I think there are lots of mixed feelings about the current state of the game as a whole, and I feel that I should throw in my two cents concerning my take on the game and my feelings as a both a consumer and a player.
The game, as it stands, is very difficult to judge. The most important faults suffer from what seems like two completely divergent visions of what the game is trying to be in an attempt to compromise with each other.
The movement in space is very fluid; the arcs and directional shields lend to a very dynamic interaction between position and maneuver. That is, if it were not for the completely arbitary implementation of a "z-axis" tilt limit. Having to "spiral" upwards to reach a ship directly above you, especially when you're in an ungainly cruiser, completely breaks the immersion of space being 3D.
The skill system, as it is currently implemented, is very flexible and really allows a captain to model how he picks up practical knowledge in the field to strengthen himself as a more seasoned officer. Anyone can see that the skill system is meant to be cap-less, which is perfectly fine, as a captain should grow more esoteric in his knowledge as he travels the galaxy, so why implement the skill cap the way it's currently done? A hard cap makes absolutely no sense with the current skill tree. I can understand the reasoning behind limiting the player's progression so future content can be more satisfying, but a skill cap is completely the wrong way to go about it. At least, if the skill cap is here to stay, then certain skills need to be adjusted and tweaked to stack with each other, such as lower tier cruiser captaincy skills stacking with higher ones.
The bridge officer system is also a very exciting feature. Watching your retinue of fellow officers evolve and grow as you do is very gratifying. However, the arbitrary limits on what skills you can and cannot train seem to discourage diversity and heavily punishes players who mix and match their personal role with their ship role. For example, the decision to forbid engineering officers flying escort ships from having bridge officers with tier 3 skills seems very poorly thought out.

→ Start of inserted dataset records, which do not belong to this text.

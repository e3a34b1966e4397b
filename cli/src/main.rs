mod config;
mod test_runner;

use std::path::PathBuf;
use std::process;

use clap::{ArgAction, Parser, Subcommand, ValueEnum};
use codespan_reporting::files::SimpleFiles;
use codespan_reporting::term;
use codespan_reporting::term::termcolor::{ColorChoice, StandardStream};

use dedlee::markup::{Element, Node};
use dedlee::options::{CharacterClose, CompileOptions, LinkCapture};
use dedlee::parser::ParseError;

const SUBCOMMANDS: &[&str] = &["compile", "test", "help"];

#[derive(Parser)]
#[command(name = "dedlee", version, about = "Dedlee story compiler")]
struct Cli {
    /// Disable colored error output
    #[arg(long, global = true)]
    no_color: bool,

    /// Increase log verbosity (-v info, -vv debug, -vvv trace)
    #[arg(short, long, global = true, action = ArgAction::Count)]
    verbose: u8,

    #[command(subcommand)]
    command: Command,
}

#[derive(Subcommand)]
enum Command {
    /// Compile a dedlee story to story markup
    Compile(CompileArgs),

    /// Run .test.dl fixture files
    Test(TestArgs),
}

#[derive(clap::Args)]
struct CompileArgs {
    /// Dedlee source file
    file: PathBuf,

    /// Write markup here instead of stdout
    #[arg(short, long)]
    output: Option<PathBuf>,

    /// Compile without writing output, report warnings (exit 0 if valid)
    #[arg(long)]
    check: bool,

    /// Dump the parsed node tree
    #[arg(long)]
    tree: bool,

    /// List every element with its id
    #[arg(long)]
    outline: bool,

    /// Options file (defaults to dedlee.toml next to the source)
    #[arg(long)]
    config: Option<PathBuf>,

    /// Match link placeholders leftmost-shortest
    #[arg(long)]
    lazy_links: bool,

    /// Leave link placeholders untouched
    #[arg(long)]
    no_links: bool,

    /// Closing tag for character blocks
    #[arg(long, value_enum)]
    character_close: Option<CloseTag>,
}

#[derive(Clone, Copy, ValueEnum)]
enum CloseTag {
    Obj,
    Character,
}

#[derive(clap::Args)]
struct TestArgs {
    /// Path to a .test.dl file or directory containing them
    path: PathBuf,

    /// Run only fixtures in these categories (subfolder names). Repeatable.
    #[arg(short, long)]
    category: Vec<String>,

    /// List available categories and exit
    #[arg(long)]
    list_categories: bool,
}

fn main() {
    // `dedlee story.dl` is shorthand for `dedlee compile story.dl`.
    let mut args: Vec<String> = std::env::args().collect();
    if let Some(pos) = args
        .iter()
        .skip(1)
        .position(|a| !a.starts_with('-'))
        .map(|p| p + 1)
    {
        if !SUBCOMMANDS.contains(&args[pos].as_str()) {
            args.insert(pos, "compile".to_string());
        }
    }

    let cli = Cli::parse_from(&args);
    init_logging(cli.verbose);

    match cli.command {
        Command::Compile(compile_args) => do_compile(compile_args, cli.no_color),
        Command::Test(test_args) => {
            if test_args.list_categories {
                test_runner::list_categories(&test_args.path);
                return;
            }
            let exit_code =
                test_runner::run_tests(&test_args.path, cli.no_color, &test_args.category);
            process::exit(exit_code);
        }
    }
}

fn init_logging(verbose: u8) {
    let level = match verbose {
        0 => log::LevelFilter::Warn,
        1 => log::LevelFilter::Info,
        2 => log::LevelFilter::Debug,
        _ => log::LevelFilter::Trace,
    };
    // RUST_LOG, when set, wins over -v.
    env_logger::Builder::new()
        .filter_level(level)
        .parse_default_env()
        .init();
}

fn do_compile(args: CompileArgs, no_color: bool) {
    let color_choice = if no_color {
        ColorChoice::Never
    } else {
        ColorChoice::Auto
    };
    let writer = StandardStream::stderr(color_choice);

    let source = match std::fs::read_to_string(&args.file) {
        Ok(s) => s,
        Err(e) => {
            eprintln!("error: cannot read '{}': {}", args.file.display(), e);
            process::exit(1);
        }
    };

    let options = match resolve_options(&args) {
        Ok(options) => options,
        Err(e) => {
            eprintln!("error: {}", e);
            process::exit(1);
        }
    };

    let mut files = SimpleFiles::new();
    let file_id = files.add(args.file.display().to_string(), source.clone());

    log::info!("compiling {}", args.file.display());
    let story = match dedlee::compile_story(&source, file_id, options) {
        Ok(story) => story,
        Err(errors) => {
            emit_diagnostics(&writer, &files, &errors);
            process::exit(1);
        }
    };
    emit_diagnostics(&writer, &files, &story.warnings);

    // --check: compiled successfully, exit
    if args.check {
        let warnings = story.warnings.iter().filter(|w| w.is_warning()).count();
        eprintln!(
            "ok: {} parsed successfully ({} warning(s))",
            args.file.display(),
            warnings
        );
        return;
    }

    if args.tree {
        println!("{:#?}", story.nodes);
        return;
    }

    if args.outline {
        print_outline(&story.nodes);
        return;
    }

    let markup = story.to_string();
    match &args.output {
        Some(path) => {
            if let Err(e) = std::fs::write(path, &markup) {
                eprintln!("error: cannot write '{}': {}", path.display(), e);
                process::exit(1);
            }
            log::info!("wrote {} bytes to {}", markup.len(), path.display());
        }
        None => print!("{}", markup),
    }
}

fn resolve_options(args: &CompileArgs) -> Result<CompileOptions, String> {
    let mut options = config::load_options(args.config.as_deref(), &args.file)?;
    if args.lazy_links {
        options.link_capture = LinkCapture::Lazy;
    }
    if args.no_links {
        options.rewrite_links = false;
    }
    if let Some(close) = args.character_close {
        options.character_close = match close {
            CloseTag::Obj => CharacterClose::Obj,
            CloseTag::Character => CharacterClose::Character,
        };
    }
    Ok(options)
}

fn print_outline(nodes: &[Node]) {
    let mut pending: Vec<(usize, &Element)> = elements_of(nodes).rev().map(|e| (0, e)).collect();
    while let Some((depth, element)) = pending.pop() {
        println!("{}{}", "  ".repeat(depth), describe(element));
        pending.extend(elements_of(&element.children).rev().map(|e| (depth + 1, e)));
    }
}

fn elements_of(nodes: &[Node]) -> impl DoubleEndedIterator<Item = &Element> {
    nodes.iter().filter_map(|node| match node {
        Node::Element(element) => Some(element),
        _ => None,
    })
}

fn describe(element: &Element) -> String {
    let mut line = element.kind.tag_name().to_string();
    if let Some(id) = element.id() {
        line.push(' ');
        line.push_str(id);
    }
    if let Some(name) = element.attribute("inventoryName") {
        line.push_str(&format!(" \"{}\"", name));
    }
    if element.is_first_page() {
        line.push_str(" (first)");
    }
    line
}

fn emit_diagnostics(
    writer: &StandardStream,
    files: &SimpleFiles<String, String>,
    diagnostics: &[ParseError],
) {
    let config = term::Config::default();
    for diagnostic in diagnostics {
        let _ = term::emit_to_write_style(
            &mut writer.lock(),
            &config,
            files,
            &diagnostic.to_diagnostic(),
        );
    }
}

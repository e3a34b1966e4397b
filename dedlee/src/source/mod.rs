use std::ops::Range;

use crate::parser::error::{ParseError, ParseErrorKind};

/// A single source line after normalization.
#[derive(Debug, Clone, PartialEq, Eq)]
pub struct Line {
    /// Position in the normalized line sequence (blanks and comments excluded).
    pub index: usize,
    /// Leading whitespace characters, relative to the least indented line.
    pub indent: usize,
    /// Text with the common indentation removed and trailing whitespace trimmed.
    pub text: String,
    /// Byte span of the raw line in the original source.
    pub span: Range<usize>,
}

impl Line {
    pub fn trimmed(&self) -> &str {
        self.text.trim_start()
    }
}

/// Result of normalization: the lines plus any warnings noticed along the way.
#[derive(Debug, Clone)]
pub struct Normalized {
    pub lines: Vec<Line>,
    pub warnings: Vec<ParseError>,
}

/// Clean raw source into a sequence of [`Line`]s.
///
/// Blank lines and lines whose trimmed content starts with `#` are dropped
/// before indentation is measured, so they never influence block structure.
/// Every remaining line loses the smallest leading-whitespace width found in
/// the document; tabs and spaces both count as one column.
pub fn normalize(source: &str, file_id: usize) -> Result<Normalized, ParseError> {
    let mut kept: Vec<(&str, Range<usize>)> = Vec::new();
    let mut warnings = Vec::new();

    for (raw, span) in raw_lines(source) {
        let trimmed = raw.trim();
        if trimmed.is_empty() || trimmed.starts_with('#') {
            continue;
        }
        if mixes_tabs_and_spaces(raw) {
            warnings.push(ParseError::warning(
                ParseErrorKind::MixedIndentation,
                span.clone(),
                file_id,
            ));
        }
        kept.push((raw, span));
    }

    let Some(min_indent) = kept.iter().map(|(raw, _)| leading_width(raw)).min() else {
        return Err(ParseError::error(
            ParseErrorKind::EmptySource,
            0..source.len(),
            file_id,
        )
        .with_note("every line is blank or a `#` comment"));
    };

    let lines = kept
        .into_iter()
        .enumerate()
        .map(|(index, (raw, span))| {
            let text = strip_columns(raw, min_indent).trim_end().to_string();
            Line {
                index,
                indent: leading_width(&text),
                text,
                span,
            }
        })
        .collect();

    Ok(Normalized { lines, warnings })
}

/// Number of leading whitespace characters.
pub fn leading_width(text: &str) -> usize {
    text.chars().take_while(|c| c.is_whitespace()).count()
}

/// Split on `\r` and `\n`, keeping the byte span of each piece. A leading
/// byte-order mark is skipped.
fn raw_lines(source: &str) -> Vec<(&str, Range<usize>)> {
    let mut out = Vec::new();
    let mut start = if source.starts_with(BOM) { BOM.len_utf8() } else { 0 };
    for (pos, ch) in source.char_indices().skip_while(move |&(pos, _)| pos < start) {
        if ch == '\n' || ch == '\r' {
            if pos > start {
                out.push((&source[start..pos], start..pos));
            }
            start = pos + ch.len_utf8();
        }
    }
    if start < source.len() {
        out.push((&source[start..], start..source.len()));
    }
    out
}

const BOM: char = '\u{feff}';

/// Drop the first `columns` characters. Callers guarantee they are whitespace.
fn strip_columns(text: &str, columns: usize) -> &str {
    match text.char_indices().nth(columns) {
        Some((offset, _)) => &text[offset..],
        None => "",
    }
}

fn mixes_tabs_and_spaces(raw: &str) -> bool {
    let prefix: Vec<char> = raw.chars().take_while(|c| c.is_whitespace()).collect();
    prefix.contains(&'\t') && prefix.contains(&' ')
}
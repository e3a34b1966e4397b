use std::ops::Range;

use crate::markup::{Attribute, Element, ElementKind, Node};
use crate::options::CompileOptions;
use crate::parser::error::ParseError;
use crate::rule::{LineContext, Opening, RuleKind};
use crate::source::Line;

/// Block parser turning indentation into element nesting.
///
/// A block consumes lines for as long as they are at least as indented as
/// its first line; a multi-line rule's children are the following lines that
/// are strictly deeper than its trigger. Open blocks live on an explicit
/// [`Frame`] stack rather than the call stack, so nesting depth is bounded
/// only by memory.
pub(crate) struct BlockParser<'a> {
    lines: &'a [Line],
    pos: usize,
    options: &'a CompileOptions,
    file_id: usize,
    warnings: Vec<ParseError>,
}

/// One open block.
struct Frame {
    enclosing: Option<RuleKind>,
    indent: usize,
    relative: usize,
    nodes: Vec<Node>,
    /// The element these nodes belong to; `None` for a top-level block.
    owner: Option<Owner>,
}

/// An element whose children are still being collected.
struct Owner {
    kind: ElementKind,
    attributes: Vec<Attribute>,
    close_tag: &'static str,
    span: Range<usize>,
}

impl Owner {
    fn close(self, children: Vec<Node>) -> Node {
        Node::Element(Element {
            kind: self.kind,
            attributes: self.attributes,
            children,
            close_tag: self.close_tag,
            span: self.span,
        })
    }
}

impl Frame {
    fn new(enclosing: Option<RuleKind>, indent: usize, owner: Option<Owner>) -> Self {
        Frame {
            enclosing,
            indent,
            relative: 0,
            nodes: Vec::new(),
            owner,
        }
    }
}

impl<'a> BlockParser<'a> {
    pub(crate) fn new(lines: &'a [Line], options: &'a CompileOptions, file_id: usize) -> Self {
        BlockParser {
            lines,
            pos: 0,
            options,
            file_id,
            warnings: Vec::new(),
        }
    }

    /// Parse every line, returning the top-level nodes and any warnings.
    pub(crate) fn parse(mut self) -> (Vec<Node>, Vec<ParseError>) {
        let mut nodes = Vec::new();
        // A top-level block ends early if a later line is shallower than the
        // first one; pick up again at that line.
        while self.pos < self.lines.len() {
            nodes.extend(self.parse_block());
        }
        (nodes, self.warnings)
    }

    /// Parse one top-level block and everything nested in it.
    fn parse_block(&mut self) -> Vec<Node> {
        let lines = self.lines;
        let Some(first) = lines.get(self.pos) else {
            return Vec::new();
        };
        log::trace!("enter top-level block at line {} (indent {})", self.pos, first.indent);
        let mut stack = vec![Frame::new(None, first.indent, None)];

        while let Some(frame) = stack.last_mut() {
            let Some(line) = lines.get(self.pos).filter(|l| l.indent >= frame.indent) else {
                log::trace!("leave block {:?} at line {}", frame.enclosing, self.pos);
                let Some(Frame { nodes, owner, .. }) = stack.pop() else {
                    break;
                };
                let Some(owner) = owner else {
                    return nodes;
                };
                if let Some(parent) = stack.last_mut() {
                    parent.nodes.push(owner.close(nodes));
                }
                continue;
            };

            let ctx = LineContext {
                enclosing: frame.enclosing,
                relative: frame.relative,
            };
            let rule = RuleKind::classify(line, &ctx);
            log::debug!(
                "line {} (indent {}) -> {:?} in {:?}",
                line.index,
                line.indent,
                rule,
                frame.enclosing
            );
            if let Some(kind) = rule.lint(line) {
                self.warnings
                    .push(ParseError::warning(kind, line.span.clone(), self.file_id));
            }

            // Step past the trigger; children start on the next line.
            self.pos += 1;
            frame.relative += 1;

            match rule.open(line, self.options) {
                Opening::Inline { tag, content } => frame.nodes.push(Node::Inline {
                    tag,
                    content,
                    span: line.span.clone(),
                }),
                Opening::Text(content) => frame.nodes.push(Node::Text {
                    content,
                    span: line.span.clone(),
                }),
                Opening::Element {
                    kind,
                    attributes,
                    close_tag,
                } => {
                    let owner = Owner {
                        kind,
                        attributes,
                        close_tag,
                        span: line.span.clone(),
                    };
                    match self.deeper_indent(line.indent) {
                        Some(indent) => {
                            log::trace!(
                                "enter block {:?} at line {} (indent {})",
                                rule,
                                self.pos,
                                indent
                            );
                            stack.push(Frame::new(Some(rule), indent, Some(owner)));
                        }
                        None => frame.nodes.push(owner.close(Vec::new())),
                    }
                }
            }
        }

        Vec::new()
    }

    /// Indent of the next line, if it is strictly deeper than `indent`.
    fn deeper_indent(&self, indent: usize) -> Option<usize> {
        self.lines
            .get(self.pos)
            .map(|next| next.indent)
            .filter(|&next| next > indent)
    }
}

The ground combat, though eclipsed by space combat, still has a few excellent things going for it. The flanking and exploit/expose mechanics are ripe for tactical flexibility, and really encourages teamwork. However, the geometry glitches, simplistic mission design, and the game's infatuation with having the player mash one button to get things done makes ground combat a complete chore.
The episodic nature of the quests is also an excellent take on player progression and really meshes in with the Star Trek universe. Having a series of related plot linked together by above-par writing encapsulated in an "episode" is very appealing to me. The promise of adding more of these episodes every couple of weeks excites me even more. But after playing through a few of them, I started realizing how repetitive they seem to be. The writing is great, don't get me wrong, and there are some episodes which feel downright trekky, but the gameplay counterpart to these episodes always pan out the same way. Go to system, exterminate resistance, beam down to planet, exterminate resistance. I understand that this is an MMO and that this type of gameplay is par for the course, but the writing seem to belie something much more. I really wish Cryptic had taken the time to explore the gameplay possibilites as much as they explored the plot possibilites. It would make episodic content much more... well... episodic.
However, with that said, I truly believe that at the core, Star Trek Online has something great going for it. When you strip the game down to its very basics, you can see a glowing gem there, and I believe the potential for a truly unique and excellent example of the genre is very much within reach. It's in the build up, the fleshing out of the details, and the implementation where things become rotten. It feels like certain developers and designers have a very clear and stoic vision on where the game is suppose to go, but there are certain other developers and designers who try to do everything they can to drag it the other way. And this dichotomy, I feel, needs to be addressed before the game can truly take off.
With that said, and from what I've seen of how past Cryptic products have evolved, I believe that there is talent within the Cryptic design staff, and the company does have a history of improving upon and building upon their products. And therefore, speaking purely for myself, I will remain a customer and subscriber, because despite the flaws, the game can be enjoyable at times, and that enjoyability is enough to warrant my business.